In this article you will learn:
  • How to fetch stock market data from Quandl
  • How to create a portfolio simulation function
  • What the Markowitz Bullet is and how to plot one
  • What the optimization process is all about
  • What minimization functions are
  • How to create an optimization function with scipy.optimize
  • What the efficient frontier is and how to plot it
  • What the capital market line is and how to plot it


Table of Contents


Introduction

Portfolio optimization is a mathematically intensive process that can be accomplished with a variety of optimization functions that are freely available in Python.

In Part 1 of this series, we’re going to accomplish the following:

  • Build a function to fetch asset data from Quandl.
  • Show how this data can be converted into return matrix and a covariance matrix.
  • Show how to simulate a basket of thousand of portfolios using the same assets.
  • Show how portfolio weights can be optimized for either volatility, returns, or Sharp Ratio.
  • Build the Markowitz efficient frontier.
  • Build the Capital market line.
  • Calculatet the optimal portfolio weights based on the intersection of the capital market line with the efficient frontier.
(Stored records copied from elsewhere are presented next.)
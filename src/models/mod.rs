use chrono::{DateTime, TimeZone, Utc};
use rust_decimal::Decimal;
use serde::{Deserialize, Serialize};
use std::fmt;
use std::str::FromStr;
use uuid::Uuid;

use crate::error::BotError;

/// Tradable instrument as listed by the exchange
#[derive(Debug, Clone, Serialize, Deserialize, PartialEq)]
pub struct Contract {
    pub symbol: String,
    pub base_asset: String,
    pub quote_asset: String,
    /// Minimum tradable quantity increment
    pub lot_size: Decimal,
}

/// A single public trade on the exchange
#[derive(Debug, Clone, Serialize, Deserialize, PartialEq)]
pub struct Tick {
    pub symbol: String,
    pub price: Decimal,
    pub size: Decimal,
    pub timestamp_ms: i64,
}

/// OHLCV candle keyed by the start of its interval
#[derive(Debug, Clone, Serialize, Deserialize, PartialEq)]
pub struct Candle {
    pub timestamp_ms: i64,
    pub open: Decimal,
    pub high: Decimal,
    pub low: Decimal,
    pub close: Decimal,
    pub volume: Decimal,
}

impl Candle {
    /// Candle opened by a single trade
    pub fn from_trade(timestamp_ms: i64, price: Decimal, size: Decimal) -> Self {
        Self {
            timestamp_ms,
            open: price,
            high: price,
            low: price,
            close: price,
            volume: size,
        }
    }

    /// Zero-volume candle carrying the previous close through an empty interval
    pub fn flat(timestamp_ms: i64, price: Decimal) -> Self {
        Self::from_trade(timestamp_ms, price, Decimal::ZERO)
    }

    pub fn datetime(&self) -> DateTime<Utc> {
        Utc.timestamp_millis_opt(self.timestamp_ms)
            .single()
            .unwrap_or_default()
    }
}

/// Candle interval
#[derive(Debug, Clone, Copy, PartialEq, Eq, Hash, Serialize, Deserialize)]
pub enum Timeframe {
    #[serde(rename = "1m")]
    M1,
    #[serde(rename = "5m")]
    M5,
    #[serde(rename = "15m")]
    M15,
    #[serde(rename = "30m")]
    M30,
    #[serde(rename = "1h")]
    H1,
    #[serde(rename = "4h")]
    H4,
}

impl Timeframe {
    pub fn interval_ms(&self) -> i64 {
        let secs = match self {
            Timeframe::M1 => 60,
            Timeframe::M5 => 300,
            Timeframe::M15 => 900,
            Timeframe::M30 => 1800,
            Timeframe::H1 => 3600,
            Timeframe::H4 => 14400,
        };
        secs * 1000
    }

    pub fn as_str(&self) -> &'static str {
        match self {
            Timeframe::M1 => "1m",
            Timeframe::M5 => "5m",
            Timeframe::M15 => "15m",
            Timeframe::M30 => "30m",
            Timeframe::H1 => "1h",
            Timeframe::H4 => "4h",
        }
    }
}

impl FromStr for Timeframe {
    type Err = BotError;

    fn from_str(s: &str) -> Result<Self, Self::Err> {
        match s {
            "1m" => Ok(Timeframe::M1),
            "5m" => Ok(Timeframe::M5),
            "15m" => Ok(Timeframe::M15),
            "30m" => Ok(Timeframe::M30),
            "1h" => Ok(Timeframe::H1),
            "4h" => Ok(Timeframe::H4),
            other => Err(BotError::UnknownTimeframe(other.to_string())),
        }
    }
}

impl fmt::Display for Timeframe {
    fn fmt(&self, f: &mut fmt::Formatter<'_>) -> fmt::Result {
        f.write_str(self.as_str())
    }
}

/// Trading signal
#[derive(Debug, Clone, Copy, Serialize, Deserialize, PartialEq, Eq)]
pub enum Signal {
    Buy,
    Sell,
    Hold,
}

impl Signal {
    /// Numeric form: 1 long, -1 short, 0 none
    pub fn as_i8(&self) -> i8 {
        match self {
            Signal::Buy => 1,
            Signal::Sell => -1,
            Signal::Hold => 0,
        }
    }

    pub fn side(&self) -> Option<TradeSide> {
        match self {
            Signal::Buy => Some(TradeSide::Long),
            Signal::Sell => Some(TradeSide::Short),
            Signal::Hold => None,
        }
    }
}

/// Spot wallets cannot go short; futures accounts can
#[derive(Debug, Clone, Copy, Serialize, Deserialize, PartialEq, Eq, Default)]
#[serde(rename_all = "lowercase")]
pub enum MarketKind {
    #[default]
    Spot,
    Futures,
}

/// Account balance for one asset
#[derive(Debug, Clone, Serialize, Deserialize, PartialEq)]
#[serde(untagged)]
pub enum Balance {
    Spot { free: Decimal, locked: Decimal },
    Futures { wallet_balance: Decimal },
}

impl Balance {
    /// Amount usable for sizing a new trade
    pub fn available(&self) -> Decimal {
        match self {
            Balance::Spot { free, .. } => *free,
            Balance::Futures { wallet_balance } => *wallet_balance,
        }
    }
}

#[derive(Debug, Clone, Copy, Serialize, Deserialize, PartialEq, Eq)]
#[serde(rename_all = "UPPERCASE")]
pub enum OrderSide {
    Buy,
    Sell,
}

impl fmt::Display for OrderSide {
    fn fmt(&self, f: &mut fmt::Formatter<'_>) -> fmt::Result {
        match self {
            OrderSide::Buy => f.write_str("Buy"),
            OrderSide::Sell => f.write_str("Sell"),
        }
    }
}

#[derive(Debug, Clone, Copy, Serialize, Deserialize, PartialEq, Eq)]
#[serde(rename_all = "UPPERCASE")]
pub enum OrderType {
    Market,
}

/// Public market-data streams a contract can be subscribed to
#[derive(Debug, Clone, Copy, Serialize, Deserialize, PartialEq, Eq, Hash)]
#[serde(rename_all = "snake_case")]
pub enum TickChannel {
    AggTrade,
    BookTicker,
}

#[derive(Debug, Clone, Copy, Serialize, Deserialize, PartialEq, Eq)]
#[serde(rename_all = "lowercase")]
pub enum OrderState {
    Pending,
    Filled,
    Rejected,
}

impl fmt::Display for OrderState {
    fn fmt(&self, f: &mut fmt::Formatter<'_>) -> fmt::Result {
        match self {
            OrderState::Pending => f.write_str("pending"),
            OrderState::Filled => f.write_str("filled"),
            OrderState::Rejected => f.write_str("rejected"),
        }
    }
}

/// Exchange-side view of an order
#[derive(Debug, Clone, Serialize, Deserialize, PartialEq)]
pub struct OrderStatus {
    pub order_id: String,
    pub state: OrderState,
    pub avg_fill_price: Option<Decimal>,
    pub executed_qty: Decimal,
}

#[derive(Debug, Clone, Copy, Serialize, Deserialize, PartialEq, Eq)]
#[serde(rename_all = "lowercase")]
pub enum TradeSide {
    Long,
    Short,
}

impl TradeSide {
    pub fn entry_order_side(&self) -> OrderSide {
        match self {
            TradeSide::Long => OrderSide::Buy,
            TradeSide::Short => OrderSide::Sell,
        }
    }

    pub fn exit_order_side(&self) -> OrderSide {
        match self {
            TradeSide::Long => OrderSide::Sell,
            TradeSide::Short => OrderSide::Buy,
        }
    }
}

impl fmt::Display for TradeSide {
    fn fmt(&self, f: &mut fmt::Formatter<'_>) -> fmt::Result {
        match self {
            TradeSide::Long => f.write_str("Long"),
            TradeSide::Short => f.write_str("Short"),
        }
    }
}

#[derive(Debug, Clone, Copy, Serialize, Deserialize, PartialEq, Eq)]
#[serde(rename_all = "lowercase")]
pub enum TradeStatus {
    Open,
    Closed,
}

#[derive(Debug, Clone, Copy, Serialize, Deserialize, PartialEq, Eq)]
pub enum ExitReason {
    StopLoss,
    TakeProfit,
    /// Entry order came back rejected after it was accepted
    EntryRejected,
}

/// One position opened by a strategy activation
#[derive(Debug, Clone, Serialize, Deserialize)]
pub struct Trade {
    pub id: Uuid,
    pub opened_at_ms: i64,
    /// None until the entry order is confirmed filled
    pub entry_price: Option<Decimal>,
    pub symbol: String,
    pub strategy_name: String,
    pub side: TradeSide,
    pub status: TradeStatus,
    /// Unrealized while open, realized once closed
    pub pnl: Decimal,
    pub quantity: Decimal,
    pub entry_order_id: String,
    pub stop_loss: Option<Decimal>,
    pub take_profit: Option<Decimal>,
    pub exit_price: Option<Decimal>,
    pub closed_at_ms: Option<i64>,
    pub exit_reason: Option<ExitReason>,
}

impl Trade {
    pub fn is_open(&self) -> bool {
        self.status == TradeStatus::Open
    }

    /// Open and confirmed filled, so exit checks apply
    pub fn is_live(&self) -> bool {
        self.is_open() && self.entry_price.is_some()
    }

    /// Profit at `price` for the current quantity
    pub fn pnl_at(&self, price: Decimal) -> Option<Decimal> {
        let entry = self.entry_price?;
        let diff = match self.side {
            TradeSide::Long => price - entry,
            TradeSide::Short => entry - price,
        };
        Some(diff * self.quantity)
    }
}

#[cfg(test)]
mod tests {
    use super::*;

    fn sample_trade(side: TradeSide) -> Trade {
        Trade {
            id: Uuid::new_v4(),
            opened_at_ms: 0,
            entry_price: Some(Decimal::from(100)),
            symbol: "BTCUSDT".to_string(),
            strategy_name: "Technical".to_string(),
            side,
            status: TradeStatus::Open,
            pnl: Decimal::ZERO,
            quantity: Decimal::from(2),
            entry_order_id: "1".to_string(),
            stop_loss: None,
            take_profit: None,
            exit_price: None,
            closed_at_ms: None,
            exit_reason: None,
        }
    }

    #[test]
    fn test_timeframe_intervals() {
        assert_eq!(Timeframe::M1.interval_ms(), 60_000);
        assert_eq!(Timeframe::H4.interval_ms(), 14_400_000);
        assert_eq!("15m".parse::<Timeframe>().unwrap(), Timeframe::M15);
        assert!("2m".parse::<Timeframe>().is_err());
    }

    #[test]
    fn test_timeframe_serde_names() {
        let tf: Timeframe = serde_json::from_str("\"1h\"").unwrap();
        assert_eq!(tf, Timeframe::H1);
        assert_eq!(serde_json::to_string(&Timeframe::M5).unwrap(), "\"5m\"");
    }

    #[test]
    fn test_balance_available() {
        let spot = Balance::Spot {
            free: Decimal::from(50),
            locked: Decimal::from(10),
        };
        let futures = Balance::Futures {
            wallet_balance: Decimal::from(70),
        };
        assert_eq!(spot.available(), Decimal::from(50));
        assert_eq!(futures.available(), Decimal::from(70));
    }

    #[test]
    fn test_trade_pnl_by_side() {
        let long = sample_trade(TradeSide::Long);
        assert_eq!(long.pnl_at(Decimal::from(110)), Some(Decimal::from(20)));

        let short = sample_trade(TradeSide::Short);
        assert_eq!(short.pnl_at(Decimal::from(110)), Some(Decimal::from(-20)));
    }

    #[test]
    fn test_unfilled_trade_has_no_pnl() {
        let mut trade = sample_trade(TradeSide::Long);
        trade.entry_price = None;
        assert!(!trade.is_live());
        assert_eq!(trade.pnl_at(Decimal::from(110)), None);
    }

    #[test]
    fn test_signal_mapping() {
        assert_eq!(Signal::Buy.as_i8(), 1);
        assert_eq!(Signal::Sell.side(), Some(TradeSide::Short));
        assert_eq!(Signal::Hold.side(), None);
        assert_eq!(TradeSide::Long.exit_order_side(), OrderSide::Sell);
    }
}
The theory behind the capital market line and efficient frontier is outside the scope of this post, but plenty of material is available with a quick google search on the topic. Explanations of concepts will be provided throughout this post as required. I assume here that the reader has a basic familiarity with modern portfolio theory (MPT).


Fetching data from Quandl

The first function we define pulls assets from Quandl based on a list of ticker names that we provide in the variable ‘assets’.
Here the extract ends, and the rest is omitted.